● What this task involves
How many lines in the records below contain the word "place"? Give only the number.

● Input for this task
____

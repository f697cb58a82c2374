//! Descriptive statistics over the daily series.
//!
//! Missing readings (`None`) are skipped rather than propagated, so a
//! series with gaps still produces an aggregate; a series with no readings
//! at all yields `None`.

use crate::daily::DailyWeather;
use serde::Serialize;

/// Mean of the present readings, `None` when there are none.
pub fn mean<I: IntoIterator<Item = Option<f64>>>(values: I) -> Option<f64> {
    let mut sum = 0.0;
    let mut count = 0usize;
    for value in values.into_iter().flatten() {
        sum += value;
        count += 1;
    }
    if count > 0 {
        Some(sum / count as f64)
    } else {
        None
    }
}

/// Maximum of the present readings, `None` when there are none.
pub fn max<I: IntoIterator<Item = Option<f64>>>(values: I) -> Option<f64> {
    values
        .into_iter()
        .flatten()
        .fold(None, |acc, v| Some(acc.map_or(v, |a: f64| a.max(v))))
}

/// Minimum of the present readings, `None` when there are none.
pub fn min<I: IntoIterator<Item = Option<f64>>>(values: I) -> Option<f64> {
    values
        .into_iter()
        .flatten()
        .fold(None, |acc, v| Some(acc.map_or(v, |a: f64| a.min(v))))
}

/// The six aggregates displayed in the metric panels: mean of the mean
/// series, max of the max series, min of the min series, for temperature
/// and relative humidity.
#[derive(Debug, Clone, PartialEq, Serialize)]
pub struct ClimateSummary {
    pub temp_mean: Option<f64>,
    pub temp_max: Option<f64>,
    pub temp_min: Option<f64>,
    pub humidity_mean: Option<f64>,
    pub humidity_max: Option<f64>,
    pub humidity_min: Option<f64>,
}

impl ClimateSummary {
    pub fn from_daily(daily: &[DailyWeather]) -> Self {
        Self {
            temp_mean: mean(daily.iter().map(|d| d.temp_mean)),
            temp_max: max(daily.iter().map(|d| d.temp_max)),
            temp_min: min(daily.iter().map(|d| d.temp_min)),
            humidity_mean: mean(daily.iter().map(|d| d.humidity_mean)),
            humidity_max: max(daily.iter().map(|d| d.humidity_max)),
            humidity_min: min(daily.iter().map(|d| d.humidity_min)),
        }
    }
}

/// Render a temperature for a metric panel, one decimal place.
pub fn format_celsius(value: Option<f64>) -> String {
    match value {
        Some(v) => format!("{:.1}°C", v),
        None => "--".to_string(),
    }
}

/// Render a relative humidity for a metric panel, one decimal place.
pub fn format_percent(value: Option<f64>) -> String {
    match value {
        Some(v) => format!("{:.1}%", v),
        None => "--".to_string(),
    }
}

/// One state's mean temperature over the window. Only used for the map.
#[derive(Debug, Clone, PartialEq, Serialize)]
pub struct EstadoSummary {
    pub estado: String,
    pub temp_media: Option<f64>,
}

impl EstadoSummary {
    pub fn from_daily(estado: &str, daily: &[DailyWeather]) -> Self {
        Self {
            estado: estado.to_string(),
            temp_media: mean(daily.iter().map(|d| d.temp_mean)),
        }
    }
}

____

● Answer to the exercise
2